WE AFFIRM the unity, harmony and consistency of Scripture and declare that it is its own best interpreter.

WE DENY that Scripture may be interpreted in such a way as to suggest that one passage corrects or militates against another.

That is to say, there are no contradictions in the Bible.  This, of course, follows logically from the idea that everything in the Bible is literally correct, because two contradictory statements can't both be correct.

These two statements highlight a core difficulty with the Chicago Statement's idea of inerrancy.  It asks us to believe that every detail in the Bible is literally and factually correct.  This means that the Bible must be internally consistent in every detail.  Yet you don't have to read particularly carefully to notice that this is not actually the case. 

Take for instance the accounts of Jesus' resurrection, surely a or even the pivotal story in the Bible.  To quote Bart Ehrmann from Peter, Paul and Mary Magdalene:

In John's Gospel, for example, when Mary Magdalene arrives at the tomb she finds that the stone has already been rolled away, and she runs off to tell two of the disciples (John 20:1).  In Matthew's version, however, Mary and another woman named Mary arrive at the tomb and watch as an angel descends from heaven and rolls the stone away and sits on it.  They are terrified, but the angel reassures them, urging them to see that Jesus' body is not there and to go tell the disciples (Matt, 28:1-2).  In Mark's account they don't see an angel roll away the stone: they come to the tomb, find it open, and enter to see a young man sitting inside the tomb (not an angel on top of the stone that he has just rolled away, as in Matthew), who tells them that Jesus has been raised and that they are to tell the others (Mark 16:4-5). 

And so it goes on, through the accounts of who saw what, where, and when.  The details of the stories vary, and in ways that can't simply be harmonised.  Some accounts have an angel on the stone, some a young man inside the tomb, some two men.  In some accounts the women are to tell the disciples to wait for Jesus in Jerusalem, in others to go to Galilee.  In some the women tell the men what they have seen, in others they don't. 

Speaking for myself, these differences don't bother me much.  There are different versions of the story, the details vary, but the central message is the same in all of them - the tomb is empty.  Yet this type of thinking is precisely what the Chicago summit wanted to combat.

WE DENY that, while Scripture is able to make us wise unto salvation, biblical truth should be defined in terms of this function.

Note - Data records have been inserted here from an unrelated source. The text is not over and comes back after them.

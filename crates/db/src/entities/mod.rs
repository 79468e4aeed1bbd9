//! `SeaORM` entity definitions.

pub mod approval_policy_entries;
pub mod countries;
pub mod employees;
pub mod sea_orm_active_enums;
pub mod vacation_approvals;
pub mod vacation_balances;
pub mod vacation_requests;
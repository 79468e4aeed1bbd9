//! Work-week masks and holiday calendars.

use std::collections::BTreeSet;

use chrono::{NaiveDate, Weekday};
use serde::{Deserialize, Serialize};

/// A seven-day work-week mask, Monday through Sunday.
///
/// Serializes as a named-field map so clients and storage see
/// `{"monday": true, ...}` rather than a positional array.
#[derive(Debug, Clone, Copy, PartialEq, Eq, Serialize, Deserialize)]
pub struct WorkWeek {
    /// Monday is a working day.
    pub monday: bool,
    /// Tuesday is a working day.
    pub tuesday: bool,
    /// Wednesday is a working day.
    pub wednesday: bool,
    /// Thursday is a working day.
    pub thursday: bool,
    /// Friday is a working day.
    pub friday: bool,
    /// Saturday is a working day.
    pub saturday: bool,
    /// Sunday is a working day.
    pub sunday: bool,
}

impl WorkWeek {
    /// The standard Monday-to-Friday work-week.
    pub const MONDAY_TO_FRIDAY: Self = Self {
        monday: true,
        tuesday: true,
        wednesday: true,
        thursday: true,
        friday: true,
        saturday: false,
        sunday: false,
    };

    /// A mask with no working days. Not a valid effective mask; used to
    /// represent "no custom override" on an employee.
    pub const EMPTY: Self = Self {
        monday: false,
        tuesday: false,
        wednesday: false,
        thursday: false,
        friday: false,
        saturday: false,
        sunday: false,
    };

    /// Returns true if the given weekday is enabled.
    #[must_use]
    pub const fn allows(&self, weekday: Weekday) -> bool {
        match weekday {
            Weekday::Mon => self.monday,
            Weekday::Tue => self.tuesday,
            Weekday::Wed => self.wednesday,
            Weekday::Thu => self.thursday,
            Weekday::Fri => self.friday,
            Weekday::Sat => self.saturday,
            Weekday::Sun => self.sunday,
        }
    }

    /// Returns true if no day is enabled.
    ///
    /// An empty mask is not a valid override; effective-mask resolution
    /// falls back to the country default.
    #[must_use]
    pub const fn is_empty(&self) -> bool {
        !(self.monday
            || self.tuesday
            || self.wednesday
            || self.thursday
            || self.friday
            || self.saturday
            || self.sunday)
    }

    /// Number of enabled days in the week.
    #[must_use]
    pub fn working_days_in_week(&self) -> u32 {
        [
            self.monday,
            self.tuesday,
            self.wednesday,
            self.thursday,
            self.friday,
            self.saturday,
            self.sunday,
        ]
        .iter()
        .filter(|d| **d)
        .count() as u32
    }

    /// Resolves the effective mask for an employee: the custom mask when it
    /// enables at least one day, otherwise the country default.
    #[must_use]
    pub fn effective(custom: Option<Self>, country_default: Self) -> Self {
        match custom {
            Some(mask) if !mask.is_empty() => mask,
            _ => country_default,
        }
    }
}

impl Default for WorkWeek {
    fn default() -> Self {
        Self::MONDAY_TO_FRIDAY
    }
}

/// A set of public-holiday dates for one country, covering at least the
/// current and next year so a request may span a year boundary.
#[derive(Debug, Clone, Default, PartialEq, Eq, Serialize, Deserialize)]
pub struct HolidayCalendar {
    dates: BTreeSet<NaiveDate>,
}

impl HolidayCalendar {
    /// Creates an empty calendar (a country without a holiday key).
    #[must_use]
    pub fn empty() -> Self {
        Self::default()
    }

    /// Creates a calendar from a list of holiday dates.
    #[must_use]
    pub fn from_dates(dates: impl IntoIterator<Item = NaiveDate>) -> Self {
        Self {
            dates: dates.into_iter().collect(),
        }
    }

    /// Returns true if the date is a public holiday.
    #[must_use]
    pub fn contains(&self, date: NaiveDate) -> bool {
        self.dates.contains(&date)
    }

    /// Number of holidays in the calendar.
    #[must_use]
    pub fn len(&self) -> usize {
        self.dates.len()
    }

    /// Returns true if the calendar has no holidays.
    #[must_use]
    pub fn is_empty(&self) -> bool {
        self.dates.is_empty()
    }

    /// Iterates the holiday dates in ascending order.
    pub fn iter(&self) -> impl Iterator<Item = NaiveDate> + '_ {
        self.dates.iter().copied()
    }
}

#[cfg(test)]
mod tests {
    use super::*;
    use rstest::rstest;

    #[test]
    fn test_default_is_monday_to_friday() {
        let week = WorkWeek::default();
        assert!(week.monday && week.friday);
        assert!(!week.saturday && !week.sunday);
        assert_eq!(week.working_days_in_week(), 5);
    }

    #[rstest]
    #[case(Weekday::Mon, true)]
    #[case(Weekday::Tue, true)]
    #[case(Weekday::Wed, true)]
    #[case(Weekday::Thu, true)]
    #[case(Weekday::Fri, true)]
    #[case(Weekday::Sat, false)]
    #[case(Weekday::Sun, false)]
    fn test_monday_to_friday_allows(#[case] weekday: Weekday, #[case] expected: bool) {
        assert_eq!(WorkWeek::MONDAY_TO_FRIDAY.allows(weekday), expected);
    }

    #[test]
    fn test_empty_mask_is_empty() {
        assert!(WorkWeek::EMPTY.is_empty());
        assert_eq!(WorkWeek::EMPTY.working_days_in_week(), 0);
        assert!(!WorkWeek::MONDAY_TO_FRIDAY.is_empty());
    }

    #[test]
    fn test_effective_prefers_non_empty_custom() {
        let custom = WorkWeek {
            saturday: true,
            ..WorkWeek::EMPTY
        };
        let effective = WorkWeek::effective(Some(custom), WorkWeek::MONDAY_TO_FRIDAY);
        assert_eq!(effective, custom);
    }

    #[test]
    fn test_effective_falls_back_on_empty_custom() {
        let effective = WorkWeek::effective(Some(WorkWeek::EMPTY), WorkWeek::MONDAY_TO_FRIDAY);
        assert_eq!(effective, WorkWeek::MONDAY_TO_FRIDAY);

        let effective = WorkWeek::effective(None, WorkWeek::MONDAY_TO_FRIDAY);
        assert_eq!(effective, WorkWeek::MONDAY_TO_FRIDAY);
    }

    #[test]
    fn test_holiday_calendar_contains() {
        let christmas = NaiveDate::from_ymd_opt(2024, 12, 25).unwrap();
        let calendar = HolidayCalendar::from_dates([christmas]);

        assert!(calendar.contains(christmas));
        assert!(!calendar.contains(NaiveDate::from_ymd_opt(2024, 12, 26).unwrap()));
        assert_eq!(calendar.len(), 1);
    }

    #[test]
    fn test_holiday_calendar_deduplicates() {
        let date = NaiveDate::from_ymd_opt(2025, 1, 1).unwrap();
        let calendar = HolidayCalendar::from_dates([date, date]);
        assert_eq!(calendar.len(), 1);
    }

    #[test]
    fn test_workweek_serde_named_fields() {
        let json = serde_json::to_value(WorkWeek::MONDAY_TO_FRIDAY).unwrap();
        assert_eq!(json["monday"], true);
        assert_eq!(json["sunday"], false);
    }
}
//! Employee management routes (HR/admin).

use axum::{
    Json, Router,
    extract::{Path, State},
    http::StatusCode,
    response::{IntoResponse, Response},
    routing::{delete, get, patch, post},
};
use chrono::NaiveDate;
use serde::{Deserialize, Serialize};
use serde_json::json;
use tracing::{error, info};
use uuid::Uuid;

use feriado_core::calendar::WorkWeek;
use feriado_core::workflow::{Role, RoleSet};
use feriado_db::entities::employees;
use feriado_db::repositories::employee::{
    custom_workweek, role_set, CreateEmployeeInput, EmployeeError, UpdateEmployeeInput,
};
use feriado_db::EmployeeRepository;

use crate::{AppState, middleware::AuthEmployee};

/// Creates the employee routes.
pub fn routes() -> Router<AppState> {
    Router::new()
        .route("/employees", post(create_employee))
        .route("/employees", get(list_employees))
        .route("/employees/{employee_id}", get(get_employee))
        .route("/employees/{employee_id}", patch(update_employee))
        .route("/employees/{employee_id}", delete(deactivate_employee))
}

// ============================================================================
// Request/Response Types
// ============================================================================

/// Request body for creating an employee.
#[derive(Debug, Deserialize)]
pub struct CreateEmployeeBody {
    /// National document number, unique.
    pub document_number: String,
    /// Full name.
    pub name: String,
    /// Email, unique.
    pub email: String,
    /// Phone number.
    pub phone: Option<String>,
    /// Company tag.
    pub company: Option<String>,
    /// Country id.
    pub country_id: Uuid,
    /// Direct manager id.
    pub lead_id: Option<Uuid>,
    /// Hire date.
    pub hire_date: Option<NaiveDate>,
    /// Custom work-week override.
    pub working_days: Option<WorkWeek>,
    /// Role names; must contain at least one of employee, leader, hr, admin.
    pub roles: Vec<String>,
}

/// Request body for updating an employee.
#[derive(Debug, Default, Deserialize)]
pub struct UpdateEmployeeBody {
    /// New name.
    pub name: Option<String>,
    /// New phone.
    pub phone: Option<String>,
    /// New company tag.
    pub company: Option<String>,
    /// New direct manager.
    pub lead_id: Option<Uuid>,
    /// New hire date.
    pub hire_date: Option<NaiveDate>,
    /// New custom work-week override.
    pub working_days: Option<WorkWeek>,
    /// New role names.
    pub roles: Option<Vec<String>>,
}

/// Response for an employee.
#[derive(Debug, Serialize)]
pub struct EmployeeResponse {
    /// Employee id.
    pub id: Uuid,
    /// Document number.
    pub document_number: String,
    /// Full name.
    pub name: String,
    /// Email.
    pub email: String,
    /// Phone.
    pub phone: Option<String>,
    /// Company tag.
    pub company: Option<String>,
    /// Country id.
    pub country_id: Uuid,
    /// Direct manager id.
    pub lead_id: Option<Uuid>,
    /// Hire date.
    pub hire_date: Option<NaiveDate>,
    /// Custom work-week override, when set.
    pub working_days: Option<WorkWeek>,
    /// Held roles.
    pub roles: Vec<&'static str>,
    /// Active flag.
    pub active: bool,
}

// ============================================================================
// Route Handlers
// ============================================================================

/// POST `/employees` - Create an employee.
async fn create_employee(
    State(state): State<AppState>,
    auth: AuthEmployee,
    Json(payload): Json<CreateEmployeeBody>,
) -> impl IntoResponse {
    if !auth.roles().can_manage() {
        return forbidden();
    }

    let roles = match parse_roles(&payload.roles) {
        Ok(roles) => roles,
        Err(response) => return response,
    };

    let repo = EmployeeRepository::new((*state.db).clone());
    let input = CreateEmployeeInput {
        document_number: payload.document_number,
        name: payload.name,
        email: payload.email,
        phone: payload.phone,
        company: payload.company,
        country_id: payload.country_id,
        lead_id: payload.lead_id,
        hire_date: payload.hire_date,
        working_days: payload.working_days,
        roles,
    };

    match repo.create(input).await {
        Ok(employee) => {
            info!(employee_id = %employee.id, "Employee created");
            (StatusCode::CREATED, Json(employee_to_response(&employee))).into_response()
        }
        Err(e) => employee_error_response(&e),
    }
}

/// GET `/employees` - List employees (HR/admin).
async fn list_employees(State(state): State<AppState>, auth: AuthEmployee) -> impl IntoResponse {
    if !auth.roles().can_manage() {
        return forbidden();
    }

    let repo = EmployeeRepository::new((*state.db).clone());
    match repo.list(false).await {
        Ok(employees) => {
            let items: Vec<EmployeeResponse> =
                employees.iter().map(employee_to_response).collect();
            (StatusCode::OK, Json(json!({ "data": items }))).into_response()
        }
        Err(e) => employee_error_response(&e),
    }
}

/// GET `/employees/{employee_id}` - Employee detail (self or HR/admin).
async fn get_employee(
    State(state): State<AppState>,
    auth: AuthEmployee,
    Path(employee_id): Path<Uuid>,
) -> impl IntoResponse {
    if employee_id != auth.id() && !auth.roles().can_manage() {
        return forbidden();
    }

    let repo = EmployeeRepository::new((*state.db).clone());
    match repo.get(employee_id).await {
        Ok(employee) => (StatusCode::OK, Json(employee_to_response(&employee))).into_response(),
        Err(e) => employee_error_response(&e),
    }
}

/// PATCH `/employees/{employee_id}` - Update an employee (HR/admin).
async fn update_employee(
    State(state): State<AppState>,
    auth: AuthEmployee,
    Path(employee_id): Path<Uuid>,
    Json(payload): Json<UpdateEmployeeBody>,
) -> impl IntoResponse {
    if !auth.roles().can_manage() {
        return forbidden();
    }

    let roles = match payload.roles {
        Some(ref names) => match parse_roles(names) {
            Ok(roles) => Some(roles),
            Err(response) => return response,
        },
        None => None,
    };

    let repo = EmployeeRepository::new((*state.db).clone());
    let input = UpdateEmployeeInput {
        name: payload.name,
        phone: payload.phone.map(Some),
        company: payload.company.map(Some),
        lead_id: payload.lead_id.map(Some),
        hire_date: payload.hire_date.map(Some),
        working_days: payload.working_days.map(Some),
        roles,
    };

    match repo.update(employee_id, input).await {
        Ok(employee) => (StatusCode::OK, Json(employee_to_response(&employee))).into_response(),
        Err(e) => employee_error_response(&e),
    }
}

/// DELETE `/employees/{employee_id}` - Soft-deactivate an employee.
async fn deactivate_employee(
    State(state): State<AppState>,
    auth: AuthEmployee,
    Path(employee_id): Path<Uuid>,
) -> impl IntoResponse {
    if !auth.roles().can_manage() {
        return forbidden();
    }

    let repo = EmployeeRepository::new((*state.db).clone());
    match repo.deactivate(employee_id).await {
        Ok(employee) => {
            info!(employee_id = %employee.id, "Employee deactivated");
            (StatusCode::OK, Json(employee_to_response(&employee))).into_response()
        }
        Err(e) => employee_error_response(&e),
    }
}

// ============================================================================
// Helper Functions
// ============================================================================

fn parse_roles(names: &[String]) -> Result<RoleSet, Response> {
    let mut roles = RoleSet::new();
    for name in names {
        match Role::parse(name) {
            Some(role) => roles.insert(role),
            None => {
                return Err((
                    StatusCode::BAD_REQUEST,
                    Json(json!({
                        "error": "invalid_role",
                        "message": format!("Unknown role: {name}")
                    })),
                )
                    .into_response());
            }
        }
    }
    Ok(roles)
}

fn employee_to_response(employee: &employees::Model) -> EmployeeResponse {
    EmployeeResponse {
        id: employee.id,
        document_number: employee.document_number.clone(),
        name: employee.name.clone(),
        email: employee.email.clone(),
        phone: employee.phone.clone(),
        company: employee.company.clone(),
        country_id: employee.country_id,
        lead_id: employee.lead_id,
        hire_date: employee.hire_date,
        working_days: custom_workweek(employee),
        roles: role_set(employee).iter().map(|r| r.as_str()).collect(),
        active: employee.active,
    }
}

fn employee_error_response(e: &EmployeeError) -> Response {
    match e {
        EmployeeError::NotFound(_) => (
            StatusCode::NOT_FOUND,
            Json(json!({
                "error": "employee_not_found",
                "message": e.to_string()
            })),
        )
            .into_response(),
        EmployeeError::DuplicateDocument(_) | EmployeeError::DuplicateEmail(_) => (
            StatusCode::CONFLICT,
            Json(json!({
                "error": "duplicate_employee",
                "message": e.to_string()
            })),
        )
            .into_response(),
        EmployeeError::NoRoles => (
            StatusCode::BAD_REQUEST,
            Json(json!({
                "error": "no_roles",
                "message": e.to_string()
            })),
        )
            .into_response(),
        EmployeeError::Database(_) => {
            error!(error = %e, "Employee operation failed");
            (
                StatusCode::INTERNAL_SERVER_ERROR,
                Json(json!({
                    "error": "internal_error",
                    "message": "An error occurred"
                })),
            )
                .into_response()
        }
    }
}

fn forbidden() -> Response {
    (
        StatusCode::FORBIDDEN,
        Json(json!({
            "error": "forbidden",
            "message": "HR or admin role required for this operation"
        })),
    )
        .into_response()
}
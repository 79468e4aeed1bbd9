//! Repository abstractions for data access.
//!
//! Repositories provide a clean interface for database operations,
//! hiding the `SeaORM` implementation details from the rest of the
//! application. The approval orchestrator lives in `request`.

pub mod balance;
pub mod country;
pub mod employee;
pub mod policy;
pub mod request;

pub use balance::{BalanceError, BalanceRepository, RecalculationSummary};
pub use country::{CountryError, CountryRepository, CreateCountryInput, UpdateCountryInput};
pub use employee::{
    CreateEmployeeInput, EmployeeError, EmployeeRepository, UpdateEmployeeInput,
};
pub use policy::{CreatePolicyEntryInput, PolicyError, PolicyRepository, UpdatePolicyEntryInput};
pub use request::{
    ApprovalOutcome, CreateRequestInput, RequestError, RequestRepository, SweepSummary,
};
//! Approval policy repository.
//!
//! The policy is loaded as an immutable snapshot and passed into the
//! approval engine per call; there are no ambient configuration lookups.
//! Entries are soft-deactivated, never deleted, and the last remaining
//! active+required gate can never be removed.

use chrono::Utc;
use sea_orm::{
    ActiveModelTrait, ColumnTrait, ConnectionTrait, DatabaseConnection, EntityTrait, PaginatorTrait,
    QueryFilter, QueryOrder, Set,
};
use thiserror::Error;
use uuid::Uuid;

use feriado_core::workflow::{PolicyEntry, PolicySnapshot, Role};
use feriado_shared::types::PolicyEntryId;

use crate::entities::{approval_policy_entries, sea_orm_active_enums::ApproverRole};

/// Approval policy repository errors.
#[derive(Debug, Error)]
pub enum PolicyError {
    /// Policy entry not found.
    #[error("Approval policy entry {0} not found")]
    NotFound(Uuid),

    /// A policy entry for this role already exists.
    #[error("An approval policy entry for role {0} already exists")]
    DuplicateRole(Role),

    /// Minimum approvals must be positive.
    #[error("Minimum approvals must be greater than zero")]
    InvalidMinimum,

    /// The last remaining active+required gate cannot be deactivated.
    #[error("Cannot remove the last required approval gate")]
    LastRequiredGate,

    /// Database error.
    #[error("Database error: {0}")]
    Database(String),
}

/// Input for creating a policy entry.
#[derive(Debug, Clone)]
pub struct CreatePolicyEntryInput {
    /// The approving role; unique across entries.
    pub role: Role,
    /// Whether the gate is required for full approval.
    pub required: bool,
    /// Ordering hint.
    pub order_position: i16,
    /// Approvals needed from this role.
    pub minimum_approvals: i16,
    /// Human-readable description.
    pub description: Option<String>,
}

/// Input for updating a policy entry.
#[derive(Debug, Clone, Default)]
pub struct UpdatePolicyEntryInput {
    /// New required flag.
    pub required: Option<bool>,
    /// New ordering hint.
    pub order_position: Option<i16>,
    /// New minimum approvals.
    pub minimum_approvals: Option<i16>,
    /// New description.
    pub description: Option<Option<String>>,
}

/// Approval policy repository.
#[derive(Debug, Clone)]
pub struct PolicyRepository {
    db: DatabaseConnection,
}

impl PolicyRepository {
    /// Creates a new policy repository.
    #[must_use]
    pub const fn new(db: DatabaseConnection) -> Self {
        Self { db }
    }

    /// Loads the current policy snapshot.
    ///
    /// # Errors
    ///
    /// Returns an error if the database query fails.
    pub async fn snapshot(&self) -> Result<PolicySnapshot, PolicyError> {
        Self::snapshot_on(&self.db).await
    }

    /// Loads the policy snapshot on an arbitrary connection, so the
    /// orchestrator can read it inside its own transaction.
    ///
    /// # Errors
    ///
    /// Returns an error if the database query fails.
    pub async fn snapshot_on<C: ConnectionTrait>(conn: &C) -> Result<PolicySnapshot, PolicyError> {
        let rows = approval_policy_entries::Entity::find()
            .order_by_asc(approval_policy_entries::Column::OrderPosition)
            .all(conn)
            .await
            .map_err(|e| PolicyError::Database(e.to_string()))?;

        Ok(PolicySnapshot::new(
            rows.iter().map(entry_to_core).collect(),
        ))
    }

    /// Lists all policy entries, active and inactive, in order.
    ///
    /// # Errors
    ///
    /// Returns an error if the database query fails.
    pub async fn list(&self) -> Result<Vec<approval_policy_entries::Model>, PolicyError> {
        approval_policy_entries::Entity::find()
            .order_by_asc(approval_policy_entries::Column::OrderPosition)
            .all(&self.db)
            .await
            .map_err(|e| PolicyError::Database(e.to_string()))
    }

    /// Creates a policy entry. Reactivates and reconfigures a previously
    /// deactivated entry for the same role instead of inserting a second
    /// row, keeping the role-uniqueness invariant.
    ///
    /// # Errors
    ///
    /// Returns an error when the minimum is non-positive, the role already
    /// has an active entry, or the database fails.
    pub async fn create(
        &self,
        input: CreatePolicyEntryInput,
    ) -> Result<approval_policy_entries::Model, PolicyError> {
        if input.minimum_approvals <= 0 {
            return Err(PolicyError::InvalidMinimum);
        }

        let existing = approval_policy_entries::Entity::find()
            .filter(approval_policy_entries::Column::Role.eq(core_role_to_db(input.role)))
            .one(&self.db)
            .await
            .map_err(|e| PolicyError::Database(e.to_string()))?;

        let now = Utc::now().into();
        match existing {
            Some(row) if row.active => Err(PolicyError::DuplicateRole(input.role)),
            Some(row) => {
                let mut active: approval_policy_entries::ActiveModel = row.into();
                active.required = Set(input.required);
                active.order_position = Set(input.order_position);
                active.minimum_approvals = Set(input.minimum_approvals);
                active.description = Set(input.description);
                active.active = Set(true);
                active.updated_at = Set(now);
                active
                    .update(&self.db)
                    .await
                    .map_err(|e| PolicyError::Database(e.to_string()))
            }
            None => {
                let entry = approval_policy_entries::ActiveModel {
                    id: Set(Uuid::now_v7()),
                    role: Set(core_role_to_db(input.role)),
                    required: Set(input.required),
                    order_position: Set(input.order_position),
                    minimum_approvals: Set(input.minimum_approvals),
                    description: Set(input.description),
                    active: Set(true),
                    created_at: Set(now),
                    updated_at: Set(now),
                };
                entry
                    .insert(&self.db)
                    .await
                    .map_err(|e| PolicyError::Database(e.to_string()))
            }
        }
    }

    /// Updates a policy entry's configuration.
    ///
    /// # Errors
    ///
    /// Returns an error when the entry is missing, the new minimum is
    /// non-positive, or the database fails.
    pub async fn update(
        &self,
        id: Uuid,
        input: UpdatePolicyEntryInput,
    ) -> Result<approval_policy_entries::Model, PolicyError> {
        if matches!(input.minimum_approvals, Some(min) if min <= 0) {
            return Err(PolicyError::InvalidMinimum);
        }

        let entry = approval_policy_entries::Entity::find_by_id(id)
            .one(&self.db)
            .await
            .map_err(|e| PolicyError::Database(e.to_string()))?
            .ok_or(PolicyError::NotFound(id))?;

        let mut active: approval_policy_entries::ActiveModel = entry.into();
        if let Some(required) = input.required {
            active.required = Set(required);
        }
        if let Some(order) = input.order_position {
            active.order_position = Set(order);
        }
        if let Some(minimum) = input.minimum_approvals {
            active.minimum_approvals = Set(minimum);
        }
        if let Some(description) = input.description {
            active.description = Set(description);
        }
        active.updated_at = Set(Utc::now().into());

        active
            .update(&self.db)
            .await
            .map_err(|e| PolicyError::Database(e.to_string()))
    }

    /// Soft-deactivates a policy entry, honoring the last-required-gate
    /// guard: at least one active+required gate must always remain.
    ///
    /// # Errors
    ///
    /// Returns `PolicyError::LastRequiredGate` when the guard blocks the
    /// deactivation.
    pub async fn deactivate(
        &self,
        id: Uuid,
    ) -> Result<approval_policy_entries::Model, PolicyError> {
        let entry = approval_policy_entries::Entity::find_by_id(id)
            .one(&self.db)
            .await
            .map_err(|e| PolicyError::Database(e.to_string()))?
            .ok_or(PolicyError::NotFound(id))?;

        let snapshot = self.snapshot().await?;
        if !snapshot.can_be_deleted(&entry_to_core(&entry)) {
            return Err(PolicyError::LastRequiredGate);
        }

        let mut active: approval_policy_entries::ActiveModel = entry.into();
        active.active = Set(false);
        active.updated_at = Set(Utc::now().into());

        active
            .update(&self.db)
            .await
            .map_err(|e| PolicyError::Database(e.to_string()))
    }

    /// Seeds the default two-gate configuration (leader, then hr) when the
    /// table is empty. Idempotent.
    ///
    /// # Errors
    ///
    /// Returns an error if the database fails.
    pub async fn setup_default(&self) -> Result<(), PolicyError> {
        let count = approval_policy_entries::Entity::find()
            .count(&self.db)
            .await
            .map_err(|e| PolicyError::Database(e.to_string()))?;
        if count > 0 {
            return Ok(());
        }

        self.create(CreatePolicyEntryInput {
            role: Role::Leader,
            required: true,
            order_position: 1,
            minimum_approvals: 1,
            description: Some("Direct leader approval".to_string()),
        })
        .await?;
        self.create(CreatePolicyEntryInput {
            role: Role::Hr,
            required: true,
            order_position: 2,
            minimum_approvals: 1,
            description: Some("Human resources approval".to_string()),
        })
        .await?;

        Ok(())
    }
}

// ============================================================================
// Conversion helpers
// ============================================================================

/// Converts a database policy row to the core policy entry.
#[must_use]
pub fn entry_to_core(row: &approval_policy_entries::Model) -> PolicyEntry {
    PolicyEntry {
        id: PolicyEntryId::from_uuid(row.id),
        role: db_role_to_core(&row.role),
        required: row.required,
        order_position: row.order_position,
        minimum_approvals: u32::try_from(row.minimum_approvals).unwrap_or(1),
        active: row.active,
    }
}

/// Converts a database role enum to the core role.
#[must_use]
pub const fn db_role_to_core(role: &ApproverRole) -> Role {
    match role {
        ApproverRole::Employee => Role::Employee,
        ApproverRole::Leader => Role::Leader,
        ApproverRole::Hr => Role::Hr,
        ApproverRole::Admin => Role::Admin,
    }
}

/// Converts a core role to the database enum.
#[must_use]
pub const fn core_role_to_db(role: Role) -> ApproverRole {
    match role {
        Role::Employee => ApproverRole::Employee,
        Role::Leader => ApproverRole::Leader,
        Role::Hr => ApproverRole::Hr,
        Role::Admin => ApproverRole::Admin,
    }
}

#[cfg(test)]
mod tests {
    use super::*;

    #[test]
    fn test_role_conversion_round_trip() {
        for role in Role::ALL {
            assert_eq!(db_role_to_core(&core_role_to_db(role)), role);
        }
    }

    #[test]
    fn test_entry_to_core_maps_fields() {
        let row = approval_policy_entries::Model {
            id: Uuid::now_v7(),
            role: ApproverRole::Hr,
            required: true,
            order_position: 2,
            minimum_approvals: 3,
            description: None,
            active: true,
            created_at: Utc::now().into(),
            updated_at: Utc::now().into(),
        };

        let entry = entry_to_core(&row);
        assert_eq!(entry.role, Role::Hr);
        assert_eq!(entry.minimum_approvals, 3);
        assert!(entry.required && entry.active);
        assert_eq!(entry.id.into_inner(), row.id);
    }
}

In other words, it's not enough that I accept the core message that Jesus left the tomb, which is the only part of this story that is important to my faith.  I must also accept that all the details of these stories are literally true.   This can only be achieved with huge mental contortions because the bar is so high.  For instance, I have to somehow harmonise a story which says the women saw an angel roll away the stone, with one that says they arrived to find it already rolled away.  How am I to do that?  How am I to reconcile the literal truth of the Disciples being both sent to Galilee, and told to stay in Jerusalem? 

That's why the idea of inerrancy is such bad apologetics.  By hooking faith in God's perfection to faith in the absolute perfection of the Biblical text, it asks believers to believe nonsense.  It asks us to leave our brains at the church door.  Or, as an alternative, to throw out the baby with the bathwater and give up faith altogether.  They thought they were defending the bible, but actually they were backing themselves and their followers into a corner.

Comments

Andrew said…
"They thought they were defending the bible, but actually they were backing themselves and their followers into a corner."

Bingo... I have so many Christian friends who get mad at me over my non-innerant position. But you hit it perfectly, in their position to defend the bible they end up setting up folks to reject scripture altogether.